Pero también prudentes, pues como se sabe la ira puede desencadenar reacciones incontrolables o paradójicas en la otra parte, y no podemos perder de vista que tratamos con enfermos, en todos los sentidos.
Además de que estamos poco apoyados institucionalmente pues los jefecillos político-sanitarios tienen por norma que: el cliente, en este caso también votante, siempre tiene la razón.
No olvidemos tampoco que estamos en el único lugar del planeta que la entrada de las consultas medicas están adornadas con carteles de “prohibido agredir al medico”.

txemacoll dijo...

Raul,
Felicidades por tu entrada,
Todos los que nos dedicamos a cuidar la salud de nuestros pacientes hemos podido vivir situaciones dificiles como las que cuentas. La clave no está solo en reconocer la ira, muy honesto por tu parte, sino que puedes aprender de ella y sobre todo como prevenirla.
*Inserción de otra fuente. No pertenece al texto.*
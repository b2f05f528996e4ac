//! # mdhop
//!
//! A markdown heading navigator: a scrollable document view with a
//! filterable popup for previewing and jumping between headings.
//!
//! ## Usage
//!
//! Launch the interactive TUI:
//! ```sh
//! mdhop README.md
//! ```
//!
//! List all headings:
//! ```sh
//! mdhop -l README.md
//! ```
//!
//! List matching headings as JSON:
//! ```sh
//! mdhop -l --filter usage -o json README.md
//! ```

mod cli;

use clap::Parser as ClapParser;
use cli::Cli;
use color_eyre::Result;
use color_eyre::eyre::WrapErr;

use mdhop::outline::extract;
use mdhop::tui::watcher::DocumentWatcher;
use mdhop::{Config, tui};

fn main() -> Result<()> {
    color_eyre::install()?;
    init_logging();

    let args = Cli::parse();

    let text = std::fs::read_to_string(&args.file)
        .wrap_err_with(|| format!("failed to read {}", args.file.display()))?;

    if args.list {
        let headings = extract(&text);
        let listing = cli::render_listing(&headings, args.filter.as_deref(), &args.output)?;
        print!("{listing}");
        return Ok(());
    }

    let config = Config::load();

    let watcher = if args.no_watch || !config.watch.enabled {
        None
    } else {
        match DocumentWatcher::new(&args.file) {
            Ok(watcher) => Some(watcher),
            Err(err) => {
                log::warn!("live reload unavailable: {err}");
                None
            }
        }
    };

    // Initialize the terminal manually for explicit cleanup on errors.
    use crossterm::ExecutableCommand;
    use crossterm::terminal::{
        EnterAlternateScreen, LeaveAlternateScreen, disable_raw_mode, enable_raw_mode,
    };
    use std::io::stdout;

    enable_raw_mode().inspect_err(|e| {
        eprintln!("Failed to enable raw mode: {}", e);
    })?;

    stdout().execute(EnterAlternateScreen).inspect_err(|_| {
        disable_raw_mode().ok();
    })?;

    let backend = ratatui::backend::CrosstermBackend::new(stdout());
    let mut terminal = ratatui::Terminal::new(backend).inspect_err(|_| {
        disable_raw_mode().ok();
    })?;

    let path = args.file.canonicalize().unwrap_or_else(|_| args.file.clone());
    let app = tui::App::new(path, text, &config);
    let result = tui::run(&mut terminal, app, watcher);

    // Cleanup terminal state
    stdout().execute(LeaveAlternateScreen).ok();
    disable_raw_mode().ok();

    result
}

/// Route log output to a file when `MDHOP_LOG` is set. Writing to stderr
/// would corrupt the alternate screen, so logging is off by default.
fn init_logging() {
    let Ok(filter) = std::env::var("MDHOP_LOG") else {
        return;
    };
    let Ok(file) = std::fs::File::create("mdhop.log") else {
        return;
    };
    env_logger::Builder::new()
        .parse_filters(&filter)
        .target(env_logger::Target::Pipe(Box::new(file)))
        .init();
}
La ira es producto de muchas razones como la incomprensión, la frustación, impaciencia,...
Con los años uno aprende a ser más analitico y a buscar las causas de las emociones que se generan e intentar contrarestarlas. Ante escenarios como los que describes me he llevado alguna sorpresa cuando me he dado cuenta que el problema de la ira no lo genera el paciente sino tú mismo.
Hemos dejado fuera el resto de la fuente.